pub mod client;
pub mod envelope;

pub use client::ApiClient;
pub use envelope::ApiEnvelope;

Work item:
Only lines with the string "client" belong in the answer; copy each of them from the listing.

Task solution:
pub mod client;
pub use client::ApiClient;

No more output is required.